Lately I have been thinking quite a bit about generosity, and gifts, and hospitality. They are all tied together I believe, and you would be hard pressed to find a hospitable person that didn't love to give gifts, or a generous person who wasn't thrilled to share their home and life with others.
There are things we do at certain seasons of our lives, and perhaps the ways we carry through, change and evolve as we do. There are pastimes and relationships in my life, that have faded and disappeared over time. Other people and passions have filled their spaces, and it has been right and natural.
But when kindness, and generosity, and gift-giving, and hospitality leave, I suppose it is right to take a hard look, and not just assume that a season has passed.
Years ago, I was gift giver. I loved to plot, and plan, and create the perfect special gift. And I was an impulsive gift giver as well. I saw that someone loved something, or needed something, and I wanted to give it to them.
Our home was a hub of activity. It was the place where the best parties were thrown, and long dinners were shared. It was a place where the coffee pot was always on, and the door was always open. At times we would arrive home after a day out, and find folks waiting on the porch or in the kitchen. I have awakened in the morning, to find the closest of friends already in my kitchen, starting the coffee or cooking breakfast. There was nothing strange about it. It was how we lived.
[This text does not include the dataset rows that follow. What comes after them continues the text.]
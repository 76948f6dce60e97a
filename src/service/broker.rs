//! Broker service: subscriber handshake and publish orchestration.

use std::sync::Arc;
use std::time::Duration;

use axum::extract::ws::WebSocketUpgrade;
use axum::extract::ws::rejection::WebSocketUpgradeRejection;
use axum::response::Response;

use crate::auth::AuthorizationGate;
use crate::domain::ClientRegistry;
use crate::error::BrokerError;
use crate::ws::connection::run_connection;

/// Orchestration layer for both relay paths.
///
/// Owns the [`AuthorizationGate`] and an explicitly injected
/// [`ClientRegistry`]. The subscribe path is authorize → upgrade →
/// register; the publish path is [`authorize_publish`](Self::authorize_publish)
/// → [`broadcast`](Self::broadcast). Denials and verification failures
/// short-circuit before the registry is touched.
#[derive(Debug)]
pub struct BrokerServer {
    gate: AuthorizationGate,
    registry: Arc<ClientRegistry>,
    keepalive: Duration,
}

impl BrokerServer {
    /// Creates a new `BrokerServer`.
    #[must_use]
    pub fn new(gate: AuthorizationGate, registry: Arc<ClientRegistry>, keepalive: Duration) -> Self {
        Self {
            gate,
            registry,
            keepalive,
        }
    }

    /// Returns a reference to the inner [`ClientRegistry`].
    #[must_use]
    pub fn registry(&self) -> &Arc<ClientRegistry> {
        &self.registry
    }

    /// Returns a reference to the inner [`AuthorizationGate`].
    #[must_use]
    pub fn gate(&self) -> &AuthorizationGate {
        &self.gate
    }

    /// Resolves the topics a subscriber token is entitled to.
    ///
    /// An absent entitlement is flattened to an empty list; a subscriber
    /// with no topics may still connect.
    ///
    /// # Errors
    ///
    /// Returns [`BrokerError::Verification`] if the token cannot be verified.
    pub fn entitlement(&self, token: &str) -> Result<Vec<String>, BrokerError> {
        Ok(self.gate.authorize_subscriber(token)?.unwrap_or_default())
    }

    /// Performs the subscriber handshake.
    ///
    /// Authorization runs before the upgrade is inspected, so a forged
    /// credential fails the request even when it is not a WebSocket
    /// request. On success the returned response completes the upgrade and
    /// the connection is registered before its first frame is read.
    ///
    /// # Errors
    ///
    /// Returns [`BrokerError::Verification`] if the token cannot be verified,
    /// or [`BrokerError::Upgrade`] if the request is not a valid upgrade.
    pub fn handshake(
        &self,
        upgrade: Result<WebSocketUpgrade, WebSocketUpgradeRejection>,
        token: &str,
    ) -> Result<Response, BrokerError> {
        let topics = self.entitlement(token)?;
        let upgrade = upgrade?;

        tracing::debug!(topics = ?topics, "subscriber authorized, upgrading");

        let registry = Arc::clone(&self.registry);
        let keepalive = self.keepalive;
        Ok(upgrade
            .on_failed_upgrade(|err: axum::Error| {
                tracing::warn!(error = %err, "websocket upgrade failed");
            })
            .on_upgrade(move |socket| run_connection(socket, topics, registry, keepalive)))
    }

    /// Checks that `token` may publish.
    ///
    /// # Errors
    ///
    /// Returns [`BrokerError::Unauthorized`] on denial, or
    /// [`BrokerError::Verification`] if the token cannot be verified.
    pub fn authorize_publish(&self, token: &str) -> Result<(), BrokerError> {
        if self.gate.authorize_publisher(token)? {
            Ok(())
        } else {
            Err(BrokerError::Unauthorized)
        }
    }

    /// Fans `data` out to every subscriber entitled to `topic`.
    ///
    /// Delivery is best-effort; per-subscriber failures are logged by the
    /// registry and never reach the caller.
    pub async fn broadcast(&self, topic: &str, data: &str) {
        tracing::debug!(topic, bytes = data.len(), "publishing message");
        self.registry.broadcast(topic, data).await;
    }
}
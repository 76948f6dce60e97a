//! HTTP surface: REST handlers, DTOs, OpenAPI document, and the full
//! application router.
//!
//! # Endpoints
//!
//! - `GET /` - Liveness probe
//! - `GET /health` - Health and live subscriber count
//! - `POST /publish` - Publish a message on a topic
//! - `GET /subscribe` - Subscriber WebSocket (also any unmatched path)
//! - `GET /api-docs/openapi.json` - OpenAPI document

pub mod dto;
pub mod handlers;

use axum::Router;
use axum::routing::get;
use tower_http::cors::CorsLayer;
use tower_http::trace::TraceLayer;
use utoipa::openapi::security::{HttpAuthScheme, HttpBuilder, SecurityScheme};
use utoipa::{Modify, OpenApi};

use crate::app_state::AppState;
use crate::ws::handler::ws_handler;

/// OpenAPI document for the HTTP endpoints.
#[derive(Debug, OpenApi)]
#[openapi(
    info(
        title = "pubsub-relay",
        description = "Topic-based publish/subscribe relay. Subscribers connect over WebSocket at `/subscribe`."
    ),
    paths(
        handlers::system::root_handler,
        handlers::system::health_handler,
        handlers::publish::publish,
    ),
    components(schemas(
        dto::PublishRequest,
        dto::PublishResponse,
        crate::error::ErrorResponse,
        crate::error::ErrorBody,
    )),
    modifiers(&BearerAuth),
    tags(
        (name = "Publish", description = "Message publishing"),
        (name = "System", description = "Liveness and health"),
    )
)]
pub struct ApiDoc;

/// Registers the `bearer` JWT security scheme.
#[derive(Debug)]
struct BearerAuth;

impl Modify for BearerAuth {
    fn modify(&self, openapi: &mut utoipa::openapi::OpenApi) {
        if let Some(components) = openapi.components.as_mut() {
            components.add_security_scheme(
                "bearer",
                SecurityScheme::Http(
                    HttpBuilder::new()
                        .scheme(HttpAuthScheme::Bearer)
                        .bearer_format("JWT")
                        .build(),
                ),
            );
        }
    }
}

/// Builds the REST router (no WebSocket, no middleware).
pub fn build_router() -> Router<AppState> {
    handlers::routes()
}

/// Builds the complete application: REST routes, the subscriber
/// WebSocket, API docs, tracing, and CORS.
pub fn build_app(state: AppState, cors: CorsLayer) -> Router {
    let router = build_router()
        .route("/subscribe", get(ws_handler))
        .fallback(ws_handler);

    with_api_docs(router)
        .layer(TraceLayer::new_for_http())
        .layer(cors)
        .with_state(state)
}

#[cfg(feature = "swagger-ui")]
fn with_api_docs(router: Router<AppState>) -> Router<AppState> {
    router.merge(
        utoipa_swagger_ui::SwaggerUi::new("/swagger-ui")
            .url("/api-docs/openapi.json", ApiDoc::openapi()),
    )
}

#[cfg(not(feature = "swagger-ui"))]
fn with_api_docs(router: Router<AppState>) -> Router<AppState> {
    router.route(
        "/api-docs/openapi.json",
        get(|| async { axum::Json(ApiDoc::openapi()) }),
    )
}

#[cfg(test)]
#[allow(clippy::panic)]
mod tests {
    use super::*;

    #[test]
    fn openapi_lists_http_paths() {
        let doc = ApiDoc::openapi();
        assert!(doc.paths.paths.contains_key("/publish"));
        assert!(doc.paths.paths.contains_key("/health"));
        assert!(doc.paths.paths.contains_key("/"));
    }

    #[test]
    fn openapi_registers_bearer_scheme() {
        let doc = ApiDoc::openapi();
        let Some(components) = doc.components else {
            panic!("components missing");
        };
        assert!(components.security_schemes.contains_key("bearer"));
    }
}
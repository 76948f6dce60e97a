//! Request and response DTOs for the publish endpoint.

use serde::{Deserialize, Serialize};
use utoipa::ToSchema;

/// Request body for `POST /publish`.
#[derive(Debug, Clone, Deserialize, ToSchema)]
pub struct PublishRequest {
    /// Topic to route the message to. Matched exactly against subscriber
    /// entitlements.
    pub topic: String,
    /// Payload forwarded verbatim as a WebSocket text frame.
    pub data: String,
}

/// Response body for a successful publish.
#[derive(Debug, Clone, Serialize, ToSchema)]
pub struct PublishResponse {
    /// Always `"published"`.
    pub message: String,
    /// Topic the message was broadcast on.
    pub topic: String,
}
And then something changed along the way, and I have never been able to put my finger on why that was. We moved away from close friends and family, so maybe that was the reason. Yet that reason didn't seem to hold true, because we had always made new friends as easily as keeping up with the old ones. We moved to camp, where our job was hospitality, so perhaps we just wanted time off the clock. But even that didn't seem to ring true either.
Recently I realized that I had begun to give gifts again. Small gifts, something of my own that I thought a friend would enjoy. A book, or a movie, or a piece of jewelry. Small gifts of time, and energy, and emotion.
It has been in the giving, once again, that I began to sense the reason for the lack. There are seasons of life that knock the stuffing out of you. They leave you bereft of confidence that you have anything to give, anything any other soul would want to have. When you are asked very specifically to give, you do. Cheerfully and willingly, but tentatively as well. But unless you are specifically asked, you assume that you are not wanted. Not needed.
It becomes a way of life, an ingrained habit, of turning away and into oneself. Just the same as there was once a habit of turning outward and toward others. The old ways will never come back exactly the same as they were. The same friends will never gather in those houses again. Children who used to run and play, are now grown, some with children of their own. We have learned new recipes, for long meals and life itself. Still, I hope that as each day passes, all of my friends, both old and new, know that the coffee pot is on and the door is always open.